_What to do_. For the data that follows, report how many lines contain the word "headings", and nothing else.

Dataset entries:
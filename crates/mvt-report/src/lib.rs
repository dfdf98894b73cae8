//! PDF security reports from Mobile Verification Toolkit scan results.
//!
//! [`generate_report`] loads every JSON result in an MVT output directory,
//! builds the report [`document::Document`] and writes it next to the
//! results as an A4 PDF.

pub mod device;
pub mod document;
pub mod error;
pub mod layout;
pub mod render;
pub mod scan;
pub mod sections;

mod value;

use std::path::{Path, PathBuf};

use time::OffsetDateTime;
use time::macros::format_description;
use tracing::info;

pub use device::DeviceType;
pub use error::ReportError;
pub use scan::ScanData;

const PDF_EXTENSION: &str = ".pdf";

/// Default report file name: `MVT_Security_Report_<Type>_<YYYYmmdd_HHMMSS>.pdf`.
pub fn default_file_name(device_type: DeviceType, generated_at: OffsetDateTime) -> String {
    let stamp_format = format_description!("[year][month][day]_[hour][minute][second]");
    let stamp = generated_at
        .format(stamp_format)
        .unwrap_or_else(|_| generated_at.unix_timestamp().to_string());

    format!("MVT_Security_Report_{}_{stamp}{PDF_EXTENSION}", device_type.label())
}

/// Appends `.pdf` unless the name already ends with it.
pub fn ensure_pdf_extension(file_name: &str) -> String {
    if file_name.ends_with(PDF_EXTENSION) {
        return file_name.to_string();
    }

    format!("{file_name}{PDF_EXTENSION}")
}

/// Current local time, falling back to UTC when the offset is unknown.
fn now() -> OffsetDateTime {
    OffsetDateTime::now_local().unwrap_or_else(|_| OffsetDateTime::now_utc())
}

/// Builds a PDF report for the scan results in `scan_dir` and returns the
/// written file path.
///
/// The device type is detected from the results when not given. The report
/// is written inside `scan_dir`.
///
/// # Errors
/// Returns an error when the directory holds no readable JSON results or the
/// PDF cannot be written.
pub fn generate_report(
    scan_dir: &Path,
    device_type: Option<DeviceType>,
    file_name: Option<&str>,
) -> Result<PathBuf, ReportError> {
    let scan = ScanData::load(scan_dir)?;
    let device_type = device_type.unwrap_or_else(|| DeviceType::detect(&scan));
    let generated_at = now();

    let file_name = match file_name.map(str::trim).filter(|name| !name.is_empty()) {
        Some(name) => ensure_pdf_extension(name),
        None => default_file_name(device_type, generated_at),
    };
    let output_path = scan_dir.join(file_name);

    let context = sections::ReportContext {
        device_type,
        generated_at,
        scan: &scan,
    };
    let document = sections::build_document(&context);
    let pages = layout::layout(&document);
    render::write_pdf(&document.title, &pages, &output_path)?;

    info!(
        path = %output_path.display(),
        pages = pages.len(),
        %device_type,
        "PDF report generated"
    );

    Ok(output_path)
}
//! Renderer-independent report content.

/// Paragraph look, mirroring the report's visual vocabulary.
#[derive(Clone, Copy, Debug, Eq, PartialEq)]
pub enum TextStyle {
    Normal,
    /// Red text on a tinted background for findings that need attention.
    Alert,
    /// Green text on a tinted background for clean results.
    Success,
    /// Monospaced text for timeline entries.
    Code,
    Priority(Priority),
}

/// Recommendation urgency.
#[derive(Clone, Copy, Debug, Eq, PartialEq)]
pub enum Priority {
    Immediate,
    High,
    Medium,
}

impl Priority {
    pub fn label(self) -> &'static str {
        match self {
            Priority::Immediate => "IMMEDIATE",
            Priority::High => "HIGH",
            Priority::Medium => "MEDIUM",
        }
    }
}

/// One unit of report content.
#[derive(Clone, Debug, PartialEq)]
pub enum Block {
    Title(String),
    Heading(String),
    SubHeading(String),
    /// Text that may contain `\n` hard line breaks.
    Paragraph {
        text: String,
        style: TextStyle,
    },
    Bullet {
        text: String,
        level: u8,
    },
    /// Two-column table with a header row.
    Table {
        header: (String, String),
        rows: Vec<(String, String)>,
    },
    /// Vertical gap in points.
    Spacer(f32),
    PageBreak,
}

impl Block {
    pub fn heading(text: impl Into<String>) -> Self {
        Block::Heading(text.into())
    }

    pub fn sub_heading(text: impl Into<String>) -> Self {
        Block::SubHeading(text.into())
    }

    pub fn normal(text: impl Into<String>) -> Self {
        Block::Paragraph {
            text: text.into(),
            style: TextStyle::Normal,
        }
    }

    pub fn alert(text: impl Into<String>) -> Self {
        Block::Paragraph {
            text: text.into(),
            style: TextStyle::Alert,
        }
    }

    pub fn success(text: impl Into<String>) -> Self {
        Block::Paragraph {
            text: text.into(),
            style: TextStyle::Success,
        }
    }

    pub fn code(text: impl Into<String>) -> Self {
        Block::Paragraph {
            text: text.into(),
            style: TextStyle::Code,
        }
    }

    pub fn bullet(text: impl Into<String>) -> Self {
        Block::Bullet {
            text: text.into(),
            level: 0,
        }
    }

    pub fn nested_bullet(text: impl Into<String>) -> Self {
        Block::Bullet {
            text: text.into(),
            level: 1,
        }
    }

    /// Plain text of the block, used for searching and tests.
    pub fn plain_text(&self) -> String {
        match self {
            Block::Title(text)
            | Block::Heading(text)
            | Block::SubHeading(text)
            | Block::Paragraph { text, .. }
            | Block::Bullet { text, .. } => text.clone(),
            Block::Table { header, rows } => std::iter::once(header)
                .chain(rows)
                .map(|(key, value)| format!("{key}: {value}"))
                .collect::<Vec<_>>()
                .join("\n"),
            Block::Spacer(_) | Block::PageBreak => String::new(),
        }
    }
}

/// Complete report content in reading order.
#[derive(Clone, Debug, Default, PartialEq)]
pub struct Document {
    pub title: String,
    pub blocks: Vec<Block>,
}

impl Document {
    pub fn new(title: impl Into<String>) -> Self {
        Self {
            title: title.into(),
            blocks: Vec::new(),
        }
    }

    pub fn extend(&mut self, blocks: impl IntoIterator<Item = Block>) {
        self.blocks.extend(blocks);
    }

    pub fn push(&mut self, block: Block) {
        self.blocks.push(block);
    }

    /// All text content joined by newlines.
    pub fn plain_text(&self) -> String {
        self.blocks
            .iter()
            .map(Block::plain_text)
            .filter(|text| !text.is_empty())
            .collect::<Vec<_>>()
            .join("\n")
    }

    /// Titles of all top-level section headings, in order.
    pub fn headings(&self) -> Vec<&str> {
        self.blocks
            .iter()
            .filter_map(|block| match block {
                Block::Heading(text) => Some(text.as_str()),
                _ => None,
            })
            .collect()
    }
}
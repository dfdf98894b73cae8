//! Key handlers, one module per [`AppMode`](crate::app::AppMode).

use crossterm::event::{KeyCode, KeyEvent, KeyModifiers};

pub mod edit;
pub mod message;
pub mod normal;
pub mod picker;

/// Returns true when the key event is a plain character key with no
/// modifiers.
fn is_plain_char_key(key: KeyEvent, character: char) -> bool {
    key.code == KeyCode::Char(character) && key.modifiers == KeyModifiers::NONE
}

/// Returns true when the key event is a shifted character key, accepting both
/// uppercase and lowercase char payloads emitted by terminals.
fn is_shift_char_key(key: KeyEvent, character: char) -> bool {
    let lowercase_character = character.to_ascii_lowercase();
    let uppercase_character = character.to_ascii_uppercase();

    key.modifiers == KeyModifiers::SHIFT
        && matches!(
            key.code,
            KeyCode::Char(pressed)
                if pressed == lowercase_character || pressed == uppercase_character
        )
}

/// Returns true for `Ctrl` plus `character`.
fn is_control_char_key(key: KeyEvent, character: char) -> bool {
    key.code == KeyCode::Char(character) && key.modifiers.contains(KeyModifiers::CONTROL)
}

_Answer to this exercise_. 2